| Exercise description |
Filter the entries for lines with the word "slice".

| Dataset excerpts |
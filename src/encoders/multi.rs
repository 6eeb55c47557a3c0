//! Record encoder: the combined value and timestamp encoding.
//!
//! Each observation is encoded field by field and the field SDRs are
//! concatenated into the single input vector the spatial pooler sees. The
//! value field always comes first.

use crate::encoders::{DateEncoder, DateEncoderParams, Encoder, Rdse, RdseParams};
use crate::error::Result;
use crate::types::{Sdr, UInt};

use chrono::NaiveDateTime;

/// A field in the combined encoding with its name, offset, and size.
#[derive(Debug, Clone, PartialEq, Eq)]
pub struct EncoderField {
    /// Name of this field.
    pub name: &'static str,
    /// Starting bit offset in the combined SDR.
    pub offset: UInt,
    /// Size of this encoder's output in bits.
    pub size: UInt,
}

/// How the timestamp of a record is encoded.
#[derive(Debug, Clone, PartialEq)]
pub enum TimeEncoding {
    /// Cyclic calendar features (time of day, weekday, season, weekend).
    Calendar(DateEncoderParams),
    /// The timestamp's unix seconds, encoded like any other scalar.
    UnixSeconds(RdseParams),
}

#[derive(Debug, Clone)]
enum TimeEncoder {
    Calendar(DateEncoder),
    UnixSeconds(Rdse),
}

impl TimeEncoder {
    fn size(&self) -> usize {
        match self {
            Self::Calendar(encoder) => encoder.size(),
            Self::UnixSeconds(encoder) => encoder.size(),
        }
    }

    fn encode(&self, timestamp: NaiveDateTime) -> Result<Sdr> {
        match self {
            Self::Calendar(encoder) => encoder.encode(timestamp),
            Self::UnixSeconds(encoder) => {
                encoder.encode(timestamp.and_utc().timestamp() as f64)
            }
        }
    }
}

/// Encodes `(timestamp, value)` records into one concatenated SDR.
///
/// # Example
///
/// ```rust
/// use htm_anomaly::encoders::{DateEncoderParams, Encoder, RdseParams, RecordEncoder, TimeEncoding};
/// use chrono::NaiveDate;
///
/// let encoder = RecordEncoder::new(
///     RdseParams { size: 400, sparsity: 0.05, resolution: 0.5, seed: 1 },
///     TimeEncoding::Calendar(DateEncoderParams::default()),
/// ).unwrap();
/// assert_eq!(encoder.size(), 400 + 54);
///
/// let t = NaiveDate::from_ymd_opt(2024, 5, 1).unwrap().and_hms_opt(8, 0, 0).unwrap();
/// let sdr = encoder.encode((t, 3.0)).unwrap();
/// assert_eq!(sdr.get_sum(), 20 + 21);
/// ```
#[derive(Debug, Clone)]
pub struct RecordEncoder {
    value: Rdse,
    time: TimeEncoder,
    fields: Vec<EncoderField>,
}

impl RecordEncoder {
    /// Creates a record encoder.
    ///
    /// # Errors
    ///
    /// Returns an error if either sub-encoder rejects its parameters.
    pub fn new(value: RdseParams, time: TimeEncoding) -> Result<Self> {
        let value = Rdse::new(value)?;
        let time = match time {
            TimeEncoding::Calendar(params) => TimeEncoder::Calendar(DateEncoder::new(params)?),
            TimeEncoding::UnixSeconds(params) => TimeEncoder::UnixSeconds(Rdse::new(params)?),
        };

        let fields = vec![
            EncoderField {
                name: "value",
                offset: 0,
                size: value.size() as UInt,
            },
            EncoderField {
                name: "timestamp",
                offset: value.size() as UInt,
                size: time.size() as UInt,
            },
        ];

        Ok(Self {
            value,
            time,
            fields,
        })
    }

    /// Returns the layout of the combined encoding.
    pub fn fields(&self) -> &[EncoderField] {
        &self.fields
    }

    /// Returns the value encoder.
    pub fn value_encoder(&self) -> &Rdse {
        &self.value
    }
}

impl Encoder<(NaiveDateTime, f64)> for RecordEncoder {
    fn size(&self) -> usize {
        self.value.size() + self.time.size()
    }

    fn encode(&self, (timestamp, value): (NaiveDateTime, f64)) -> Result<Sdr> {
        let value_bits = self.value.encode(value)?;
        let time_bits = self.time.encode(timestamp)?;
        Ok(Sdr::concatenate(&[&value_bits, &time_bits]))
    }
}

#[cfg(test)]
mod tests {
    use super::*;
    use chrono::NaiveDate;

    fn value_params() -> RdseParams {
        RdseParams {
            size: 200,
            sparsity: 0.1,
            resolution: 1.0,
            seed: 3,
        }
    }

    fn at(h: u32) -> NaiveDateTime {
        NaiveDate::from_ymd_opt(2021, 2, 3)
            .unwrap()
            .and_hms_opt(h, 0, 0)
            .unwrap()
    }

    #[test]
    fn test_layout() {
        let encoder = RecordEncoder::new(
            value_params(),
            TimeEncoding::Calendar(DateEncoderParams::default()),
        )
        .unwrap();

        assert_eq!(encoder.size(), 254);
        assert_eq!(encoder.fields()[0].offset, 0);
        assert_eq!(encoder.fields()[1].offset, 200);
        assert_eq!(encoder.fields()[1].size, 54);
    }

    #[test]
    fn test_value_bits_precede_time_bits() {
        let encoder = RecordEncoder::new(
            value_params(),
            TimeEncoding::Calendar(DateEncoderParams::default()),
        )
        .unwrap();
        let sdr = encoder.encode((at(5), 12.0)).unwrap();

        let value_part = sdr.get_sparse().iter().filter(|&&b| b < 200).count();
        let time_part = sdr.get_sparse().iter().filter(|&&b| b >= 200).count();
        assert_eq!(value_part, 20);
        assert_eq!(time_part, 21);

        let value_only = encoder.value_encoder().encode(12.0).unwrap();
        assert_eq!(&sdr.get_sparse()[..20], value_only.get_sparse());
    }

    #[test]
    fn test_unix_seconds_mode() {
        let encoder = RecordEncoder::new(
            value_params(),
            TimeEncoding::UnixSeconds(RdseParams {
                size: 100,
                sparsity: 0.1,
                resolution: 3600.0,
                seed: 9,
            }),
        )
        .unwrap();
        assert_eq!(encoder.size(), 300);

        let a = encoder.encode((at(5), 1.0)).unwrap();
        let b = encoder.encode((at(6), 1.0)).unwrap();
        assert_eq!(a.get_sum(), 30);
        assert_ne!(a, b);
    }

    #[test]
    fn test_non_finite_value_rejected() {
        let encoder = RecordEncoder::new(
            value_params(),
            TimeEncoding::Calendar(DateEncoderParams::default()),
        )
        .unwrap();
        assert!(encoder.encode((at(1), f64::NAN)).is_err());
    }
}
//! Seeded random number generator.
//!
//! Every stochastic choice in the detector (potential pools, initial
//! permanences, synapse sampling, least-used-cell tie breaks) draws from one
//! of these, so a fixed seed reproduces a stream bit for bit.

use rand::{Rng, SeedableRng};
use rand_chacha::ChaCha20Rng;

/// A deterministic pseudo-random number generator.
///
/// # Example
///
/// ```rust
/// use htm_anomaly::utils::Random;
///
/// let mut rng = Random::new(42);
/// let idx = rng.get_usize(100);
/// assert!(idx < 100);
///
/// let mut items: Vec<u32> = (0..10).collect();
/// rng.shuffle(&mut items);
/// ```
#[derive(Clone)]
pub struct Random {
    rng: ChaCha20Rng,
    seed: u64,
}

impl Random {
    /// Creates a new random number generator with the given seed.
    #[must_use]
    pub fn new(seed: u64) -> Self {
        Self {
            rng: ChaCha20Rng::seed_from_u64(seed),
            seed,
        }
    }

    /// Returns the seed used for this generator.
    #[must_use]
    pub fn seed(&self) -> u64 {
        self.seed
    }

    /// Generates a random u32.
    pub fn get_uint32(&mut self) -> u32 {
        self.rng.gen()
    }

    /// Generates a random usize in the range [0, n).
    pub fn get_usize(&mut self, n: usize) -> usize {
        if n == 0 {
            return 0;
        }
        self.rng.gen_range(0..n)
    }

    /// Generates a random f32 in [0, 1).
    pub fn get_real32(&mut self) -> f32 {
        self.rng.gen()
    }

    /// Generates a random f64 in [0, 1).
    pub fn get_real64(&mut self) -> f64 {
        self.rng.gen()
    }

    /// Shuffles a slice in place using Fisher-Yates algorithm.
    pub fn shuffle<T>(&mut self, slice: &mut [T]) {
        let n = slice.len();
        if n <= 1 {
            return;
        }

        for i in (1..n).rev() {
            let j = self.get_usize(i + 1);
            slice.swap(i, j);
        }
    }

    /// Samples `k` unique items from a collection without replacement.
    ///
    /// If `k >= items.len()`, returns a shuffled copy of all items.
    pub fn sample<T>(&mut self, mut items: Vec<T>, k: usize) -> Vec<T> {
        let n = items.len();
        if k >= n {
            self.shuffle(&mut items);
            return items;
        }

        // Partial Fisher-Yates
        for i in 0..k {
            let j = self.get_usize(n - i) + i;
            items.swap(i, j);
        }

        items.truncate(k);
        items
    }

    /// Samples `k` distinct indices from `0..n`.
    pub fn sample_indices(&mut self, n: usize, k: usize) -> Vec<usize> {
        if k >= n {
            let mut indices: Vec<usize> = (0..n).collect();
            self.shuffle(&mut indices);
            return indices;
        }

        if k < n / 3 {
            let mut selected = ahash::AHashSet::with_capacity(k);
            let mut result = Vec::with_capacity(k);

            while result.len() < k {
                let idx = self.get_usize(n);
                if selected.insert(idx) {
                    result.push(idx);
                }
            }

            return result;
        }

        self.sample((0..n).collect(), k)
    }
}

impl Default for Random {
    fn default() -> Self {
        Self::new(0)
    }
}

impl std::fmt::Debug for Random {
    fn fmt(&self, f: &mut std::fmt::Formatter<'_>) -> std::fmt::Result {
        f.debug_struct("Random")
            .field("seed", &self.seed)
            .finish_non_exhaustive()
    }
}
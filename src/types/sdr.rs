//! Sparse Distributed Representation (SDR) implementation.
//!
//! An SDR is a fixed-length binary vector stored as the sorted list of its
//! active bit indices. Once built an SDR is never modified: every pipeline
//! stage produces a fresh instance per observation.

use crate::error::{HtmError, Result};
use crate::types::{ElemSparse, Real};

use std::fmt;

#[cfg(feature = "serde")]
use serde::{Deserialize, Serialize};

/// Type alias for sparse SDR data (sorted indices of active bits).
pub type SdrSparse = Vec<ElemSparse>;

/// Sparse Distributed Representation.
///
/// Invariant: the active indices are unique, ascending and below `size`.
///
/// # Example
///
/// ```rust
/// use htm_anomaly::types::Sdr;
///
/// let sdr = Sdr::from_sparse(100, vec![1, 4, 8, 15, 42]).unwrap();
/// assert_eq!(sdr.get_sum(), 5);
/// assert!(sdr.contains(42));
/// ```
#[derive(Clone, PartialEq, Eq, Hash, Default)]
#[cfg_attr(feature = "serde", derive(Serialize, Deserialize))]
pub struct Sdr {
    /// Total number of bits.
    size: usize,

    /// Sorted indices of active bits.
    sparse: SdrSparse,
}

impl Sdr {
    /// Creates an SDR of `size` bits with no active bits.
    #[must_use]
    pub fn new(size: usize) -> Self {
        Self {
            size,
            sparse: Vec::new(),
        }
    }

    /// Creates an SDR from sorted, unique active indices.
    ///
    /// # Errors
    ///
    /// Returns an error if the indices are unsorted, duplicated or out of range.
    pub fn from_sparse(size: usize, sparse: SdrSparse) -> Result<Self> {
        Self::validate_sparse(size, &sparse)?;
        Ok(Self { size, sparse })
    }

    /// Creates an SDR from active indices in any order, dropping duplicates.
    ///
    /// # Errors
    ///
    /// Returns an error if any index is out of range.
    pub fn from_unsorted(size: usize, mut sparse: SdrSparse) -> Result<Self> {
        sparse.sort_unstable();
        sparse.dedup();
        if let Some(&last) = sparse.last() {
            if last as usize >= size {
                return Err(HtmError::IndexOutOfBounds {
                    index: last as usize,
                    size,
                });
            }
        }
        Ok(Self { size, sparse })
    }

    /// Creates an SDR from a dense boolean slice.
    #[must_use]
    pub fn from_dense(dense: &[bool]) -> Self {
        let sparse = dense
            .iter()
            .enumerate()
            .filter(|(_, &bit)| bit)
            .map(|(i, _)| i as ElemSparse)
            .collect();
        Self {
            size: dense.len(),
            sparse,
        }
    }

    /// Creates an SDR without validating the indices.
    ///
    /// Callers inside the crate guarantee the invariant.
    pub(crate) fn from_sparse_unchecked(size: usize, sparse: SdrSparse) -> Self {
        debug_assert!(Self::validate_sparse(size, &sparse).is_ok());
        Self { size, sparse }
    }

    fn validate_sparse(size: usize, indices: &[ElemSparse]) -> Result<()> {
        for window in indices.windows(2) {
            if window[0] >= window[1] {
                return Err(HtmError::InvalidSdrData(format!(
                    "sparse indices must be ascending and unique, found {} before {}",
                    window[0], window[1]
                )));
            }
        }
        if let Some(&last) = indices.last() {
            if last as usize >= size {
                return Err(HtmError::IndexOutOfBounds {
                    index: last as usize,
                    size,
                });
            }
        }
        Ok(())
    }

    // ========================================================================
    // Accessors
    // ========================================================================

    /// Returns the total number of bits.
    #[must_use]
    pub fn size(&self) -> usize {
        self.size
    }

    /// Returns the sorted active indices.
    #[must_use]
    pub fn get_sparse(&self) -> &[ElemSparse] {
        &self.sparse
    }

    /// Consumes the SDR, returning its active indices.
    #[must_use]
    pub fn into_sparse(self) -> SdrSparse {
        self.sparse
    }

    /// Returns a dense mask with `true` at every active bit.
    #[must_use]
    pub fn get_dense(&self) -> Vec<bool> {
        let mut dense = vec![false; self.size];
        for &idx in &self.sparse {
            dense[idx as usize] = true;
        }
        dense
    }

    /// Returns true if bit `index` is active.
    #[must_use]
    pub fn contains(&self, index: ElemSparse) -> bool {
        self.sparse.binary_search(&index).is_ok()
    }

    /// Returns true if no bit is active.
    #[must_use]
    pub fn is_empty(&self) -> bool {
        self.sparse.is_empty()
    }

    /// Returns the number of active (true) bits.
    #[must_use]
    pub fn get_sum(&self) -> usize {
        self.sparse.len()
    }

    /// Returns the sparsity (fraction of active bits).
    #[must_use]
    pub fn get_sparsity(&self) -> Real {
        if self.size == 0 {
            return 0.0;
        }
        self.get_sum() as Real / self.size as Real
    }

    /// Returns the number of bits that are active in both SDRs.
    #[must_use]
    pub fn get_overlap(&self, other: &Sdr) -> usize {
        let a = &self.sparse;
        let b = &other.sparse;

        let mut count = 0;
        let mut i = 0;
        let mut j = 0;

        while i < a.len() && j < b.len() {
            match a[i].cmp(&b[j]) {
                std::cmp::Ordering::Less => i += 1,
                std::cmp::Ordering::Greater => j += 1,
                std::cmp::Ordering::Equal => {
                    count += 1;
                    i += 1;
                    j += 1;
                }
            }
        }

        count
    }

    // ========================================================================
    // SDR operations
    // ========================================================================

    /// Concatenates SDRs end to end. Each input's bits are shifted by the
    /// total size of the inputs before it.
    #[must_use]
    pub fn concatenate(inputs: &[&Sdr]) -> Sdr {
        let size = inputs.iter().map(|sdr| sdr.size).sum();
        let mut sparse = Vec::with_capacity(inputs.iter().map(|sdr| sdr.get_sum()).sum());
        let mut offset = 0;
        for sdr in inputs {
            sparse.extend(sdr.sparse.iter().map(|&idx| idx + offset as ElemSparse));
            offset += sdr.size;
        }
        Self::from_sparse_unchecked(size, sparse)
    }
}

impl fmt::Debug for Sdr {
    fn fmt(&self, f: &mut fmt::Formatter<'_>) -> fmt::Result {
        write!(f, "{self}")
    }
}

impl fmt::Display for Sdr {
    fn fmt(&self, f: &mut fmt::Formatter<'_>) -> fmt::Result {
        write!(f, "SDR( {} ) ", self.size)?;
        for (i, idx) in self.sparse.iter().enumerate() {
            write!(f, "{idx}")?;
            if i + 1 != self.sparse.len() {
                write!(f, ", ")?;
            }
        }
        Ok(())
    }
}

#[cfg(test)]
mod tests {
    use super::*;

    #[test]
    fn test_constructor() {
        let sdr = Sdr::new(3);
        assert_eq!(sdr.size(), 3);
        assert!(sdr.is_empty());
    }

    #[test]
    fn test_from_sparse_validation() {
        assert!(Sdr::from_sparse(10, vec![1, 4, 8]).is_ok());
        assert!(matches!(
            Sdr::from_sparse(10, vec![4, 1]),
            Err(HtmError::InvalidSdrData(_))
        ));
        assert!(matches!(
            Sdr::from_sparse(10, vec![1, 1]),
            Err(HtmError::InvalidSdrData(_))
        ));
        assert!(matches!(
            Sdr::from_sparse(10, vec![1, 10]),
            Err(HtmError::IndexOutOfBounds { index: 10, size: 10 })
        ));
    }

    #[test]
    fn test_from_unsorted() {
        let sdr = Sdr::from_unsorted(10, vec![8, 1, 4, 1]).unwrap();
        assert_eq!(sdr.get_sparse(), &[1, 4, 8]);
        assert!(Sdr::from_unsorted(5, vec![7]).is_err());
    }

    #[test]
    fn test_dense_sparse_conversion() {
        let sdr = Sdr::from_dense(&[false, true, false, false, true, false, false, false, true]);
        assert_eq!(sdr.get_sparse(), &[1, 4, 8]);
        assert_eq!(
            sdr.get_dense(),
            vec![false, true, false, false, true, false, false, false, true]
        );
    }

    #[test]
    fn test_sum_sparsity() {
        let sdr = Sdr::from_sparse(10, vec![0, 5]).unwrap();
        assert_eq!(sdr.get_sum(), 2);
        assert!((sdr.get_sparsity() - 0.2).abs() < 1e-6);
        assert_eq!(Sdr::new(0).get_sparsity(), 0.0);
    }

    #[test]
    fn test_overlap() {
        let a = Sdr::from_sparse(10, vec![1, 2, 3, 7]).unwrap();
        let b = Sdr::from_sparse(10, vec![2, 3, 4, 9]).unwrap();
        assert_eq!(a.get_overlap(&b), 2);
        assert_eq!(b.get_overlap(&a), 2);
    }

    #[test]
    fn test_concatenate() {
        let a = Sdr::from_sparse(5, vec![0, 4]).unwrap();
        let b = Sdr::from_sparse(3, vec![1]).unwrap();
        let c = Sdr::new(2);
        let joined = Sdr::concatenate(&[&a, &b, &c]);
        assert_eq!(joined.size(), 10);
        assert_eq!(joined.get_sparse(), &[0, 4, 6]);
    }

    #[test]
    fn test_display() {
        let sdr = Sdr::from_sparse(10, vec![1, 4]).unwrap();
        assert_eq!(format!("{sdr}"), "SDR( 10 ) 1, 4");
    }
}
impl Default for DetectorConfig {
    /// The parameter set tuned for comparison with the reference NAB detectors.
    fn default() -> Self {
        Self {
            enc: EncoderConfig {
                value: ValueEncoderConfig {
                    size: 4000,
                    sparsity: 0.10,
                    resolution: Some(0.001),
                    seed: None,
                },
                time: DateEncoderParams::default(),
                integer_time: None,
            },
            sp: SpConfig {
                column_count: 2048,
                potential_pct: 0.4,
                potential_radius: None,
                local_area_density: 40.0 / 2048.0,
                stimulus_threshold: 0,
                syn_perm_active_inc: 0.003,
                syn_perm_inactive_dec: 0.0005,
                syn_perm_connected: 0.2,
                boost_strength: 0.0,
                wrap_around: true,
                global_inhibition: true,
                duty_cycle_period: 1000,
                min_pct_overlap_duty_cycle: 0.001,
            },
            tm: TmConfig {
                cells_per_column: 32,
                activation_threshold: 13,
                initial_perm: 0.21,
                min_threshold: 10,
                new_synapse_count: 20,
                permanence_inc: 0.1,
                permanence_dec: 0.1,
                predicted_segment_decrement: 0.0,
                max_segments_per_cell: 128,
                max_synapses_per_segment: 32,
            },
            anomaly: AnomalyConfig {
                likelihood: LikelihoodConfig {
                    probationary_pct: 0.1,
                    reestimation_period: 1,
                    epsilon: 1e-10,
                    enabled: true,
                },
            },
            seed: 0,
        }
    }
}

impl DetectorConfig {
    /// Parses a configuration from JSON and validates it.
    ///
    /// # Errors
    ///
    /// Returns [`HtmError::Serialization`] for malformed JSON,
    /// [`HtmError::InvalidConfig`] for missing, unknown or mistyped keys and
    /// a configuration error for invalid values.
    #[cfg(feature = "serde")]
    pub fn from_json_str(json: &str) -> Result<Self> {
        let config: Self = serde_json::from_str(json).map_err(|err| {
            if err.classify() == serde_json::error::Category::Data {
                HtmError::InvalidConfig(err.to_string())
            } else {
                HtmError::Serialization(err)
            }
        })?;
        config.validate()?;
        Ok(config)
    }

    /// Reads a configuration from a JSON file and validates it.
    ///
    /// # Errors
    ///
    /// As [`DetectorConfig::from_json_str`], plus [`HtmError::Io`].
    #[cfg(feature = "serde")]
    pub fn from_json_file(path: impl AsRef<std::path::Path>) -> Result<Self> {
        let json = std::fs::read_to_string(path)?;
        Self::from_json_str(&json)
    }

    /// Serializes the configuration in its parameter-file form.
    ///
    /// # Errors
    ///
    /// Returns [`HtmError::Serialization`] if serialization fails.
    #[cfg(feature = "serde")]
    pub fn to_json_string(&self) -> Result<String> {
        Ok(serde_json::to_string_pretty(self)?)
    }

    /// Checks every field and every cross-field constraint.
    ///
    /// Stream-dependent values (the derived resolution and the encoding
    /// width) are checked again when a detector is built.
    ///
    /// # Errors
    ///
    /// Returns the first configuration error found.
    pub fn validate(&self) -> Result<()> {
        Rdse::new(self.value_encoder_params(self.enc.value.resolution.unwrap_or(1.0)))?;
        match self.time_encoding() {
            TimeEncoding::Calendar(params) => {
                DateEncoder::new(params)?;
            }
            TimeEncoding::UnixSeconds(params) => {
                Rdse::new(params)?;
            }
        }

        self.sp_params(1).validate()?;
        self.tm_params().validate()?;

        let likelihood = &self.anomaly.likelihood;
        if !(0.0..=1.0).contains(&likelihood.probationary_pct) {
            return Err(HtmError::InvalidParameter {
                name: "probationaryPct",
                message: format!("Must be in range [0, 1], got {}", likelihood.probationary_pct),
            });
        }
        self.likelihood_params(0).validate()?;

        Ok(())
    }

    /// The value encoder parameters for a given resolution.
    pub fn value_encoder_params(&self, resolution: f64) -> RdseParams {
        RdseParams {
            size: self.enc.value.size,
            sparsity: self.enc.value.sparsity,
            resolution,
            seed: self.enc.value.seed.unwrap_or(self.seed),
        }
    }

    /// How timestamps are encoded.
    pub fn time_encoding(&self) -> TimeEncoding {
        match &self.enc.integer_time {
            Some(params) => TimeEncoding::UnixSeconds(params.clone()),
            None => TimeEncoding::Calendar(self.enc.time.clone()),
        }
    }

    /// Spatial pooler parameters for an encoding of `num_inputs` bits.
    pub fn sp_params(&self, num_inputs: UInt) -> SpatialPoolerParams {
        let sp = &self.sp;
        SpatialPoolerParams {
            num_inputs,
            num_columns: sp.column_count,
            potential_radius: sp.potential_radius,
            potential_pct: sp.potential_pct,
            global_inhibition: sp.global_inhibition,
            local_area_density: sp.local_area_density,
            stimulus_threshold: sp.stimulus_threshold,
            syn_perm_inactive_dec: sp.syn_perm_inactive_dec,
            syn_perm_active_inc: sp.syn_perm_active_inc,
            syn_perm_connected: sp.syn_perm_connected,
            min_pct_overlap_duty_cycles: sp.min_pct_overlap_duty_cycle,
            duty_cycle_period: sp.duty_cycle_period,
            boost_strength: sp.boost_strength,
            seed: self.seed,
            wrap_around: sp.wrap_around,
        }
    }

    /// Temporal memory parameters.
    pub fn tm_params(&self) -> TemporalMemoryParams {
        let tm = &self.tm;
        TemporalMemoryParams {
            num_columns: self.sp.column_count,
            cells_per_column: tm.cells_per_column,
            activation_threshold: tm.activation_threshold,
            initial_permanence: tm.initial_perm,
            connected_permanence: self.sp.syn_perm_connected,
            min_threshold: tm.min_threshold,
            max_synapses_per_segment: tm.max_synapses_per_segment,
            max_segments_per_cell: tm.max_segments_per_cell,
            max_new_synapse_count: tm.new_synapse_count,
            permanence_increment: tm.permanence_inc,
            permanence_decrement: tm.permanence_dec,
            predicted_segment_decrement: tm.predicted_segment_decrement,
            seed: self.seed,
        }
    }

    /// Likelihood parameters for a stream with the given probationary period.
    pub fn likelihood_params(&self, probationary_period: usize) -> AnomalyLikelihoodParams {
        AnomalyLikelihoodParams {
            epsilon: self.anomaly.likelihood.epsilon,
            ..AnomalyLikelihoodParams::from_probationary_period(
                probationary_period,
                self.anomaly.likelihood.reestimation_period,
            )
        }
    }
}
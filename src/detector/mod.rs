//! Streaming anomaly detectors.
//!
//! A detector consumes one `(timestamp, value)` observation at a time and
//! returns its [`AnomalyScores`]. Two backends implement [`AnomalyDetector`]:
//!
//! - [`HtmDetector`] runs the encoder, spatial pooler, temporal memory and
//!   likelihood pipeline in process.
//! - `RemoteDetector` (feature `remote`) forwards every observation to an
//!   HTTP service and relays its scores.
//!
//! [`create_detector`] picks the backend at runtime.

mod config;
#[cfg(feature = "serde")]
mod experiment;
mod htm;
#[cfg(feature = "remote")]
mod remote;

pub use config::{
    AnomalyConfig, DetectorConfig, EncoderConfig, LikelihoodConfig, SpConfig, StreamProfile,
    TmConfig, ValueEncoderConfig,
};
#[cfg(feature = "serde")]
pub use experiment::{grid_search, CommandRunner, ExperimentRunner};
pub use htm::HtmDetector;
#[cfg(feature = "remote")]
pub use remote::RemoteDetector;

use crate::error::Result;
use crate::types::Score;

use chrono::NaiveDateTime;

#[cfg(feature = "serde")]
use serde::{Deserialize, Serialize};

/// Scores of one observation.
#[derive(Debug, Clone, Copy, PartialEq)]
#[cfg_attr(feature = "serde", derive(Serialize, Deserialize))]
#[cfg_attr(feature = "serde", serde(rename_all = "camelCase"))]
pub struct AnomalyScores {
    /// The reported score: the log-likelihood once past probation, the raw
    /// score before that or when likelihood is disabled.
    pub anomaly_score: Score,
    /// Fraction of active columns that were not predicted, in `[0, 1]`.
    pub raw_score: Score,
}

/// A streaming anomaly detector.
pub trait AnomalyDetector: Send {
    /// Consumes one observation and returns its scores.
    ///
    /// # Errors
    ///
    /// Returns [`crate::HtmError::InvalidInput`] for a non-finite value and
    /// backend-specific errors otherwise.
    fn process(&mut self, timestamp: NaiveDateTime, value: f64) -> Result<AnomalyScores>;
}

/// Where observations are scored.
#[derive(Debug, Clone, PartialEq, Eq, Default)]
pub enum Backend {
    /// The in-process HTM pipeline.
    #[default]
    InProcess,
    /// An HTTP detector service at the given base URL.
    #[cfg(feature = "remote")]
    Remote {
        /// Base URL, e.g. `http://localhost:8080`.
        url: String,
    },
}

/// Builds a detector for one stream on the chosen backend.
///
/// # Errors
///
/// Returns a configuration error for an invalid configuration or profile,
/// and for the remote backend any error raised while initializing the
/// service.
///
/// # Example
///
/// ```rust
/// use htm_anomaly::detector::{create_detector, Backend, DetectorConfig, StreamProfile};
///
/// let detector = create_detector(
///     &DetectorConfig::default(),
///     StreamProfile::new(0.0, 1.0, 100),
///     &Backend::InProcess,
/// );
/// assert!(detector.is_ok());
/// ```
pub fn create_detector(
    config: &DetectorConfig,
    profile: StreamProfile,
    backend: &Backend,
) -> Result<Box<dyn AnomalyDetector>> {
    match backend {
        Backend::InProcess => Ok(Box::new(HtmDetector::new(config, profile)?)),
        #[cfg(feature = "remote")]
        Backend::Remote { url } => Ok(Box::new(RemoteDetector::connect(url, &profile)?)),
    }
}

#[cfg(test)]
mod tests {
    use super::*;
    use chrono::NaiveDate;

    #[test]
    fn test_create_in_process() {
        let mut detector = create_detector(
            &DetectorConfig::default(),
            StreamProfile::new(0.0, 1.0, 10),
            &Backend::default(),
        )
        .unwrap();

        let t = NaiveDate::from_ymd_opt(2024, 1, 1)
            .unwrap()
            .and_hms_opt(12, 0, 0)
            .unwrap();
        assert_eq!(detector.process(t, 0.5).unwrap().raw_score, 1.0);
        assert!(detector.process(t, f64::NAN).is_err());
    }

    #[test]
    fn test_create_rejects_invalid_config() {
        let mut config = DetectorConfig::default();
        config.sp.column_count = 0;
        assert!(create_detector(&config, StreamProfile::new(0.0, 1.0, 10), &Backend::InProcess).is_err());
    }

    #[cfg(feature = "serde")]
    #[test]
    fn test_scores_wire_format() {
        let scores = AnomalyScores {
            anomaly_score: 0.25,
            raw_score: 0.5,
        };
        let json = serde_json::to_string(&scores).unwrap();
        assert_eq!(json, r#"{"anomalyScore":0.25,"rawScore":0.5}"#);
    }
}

| Exercise output |
    /// Shuffles a slice in place using Fisher-Yates algorithm.
    pub fn shuffle<T>(&mut self, slice: &mut [T]) {
        let n = slice.len();
            slice.swap(i, j);
    /// Creates an SDR from a dense boolean slice.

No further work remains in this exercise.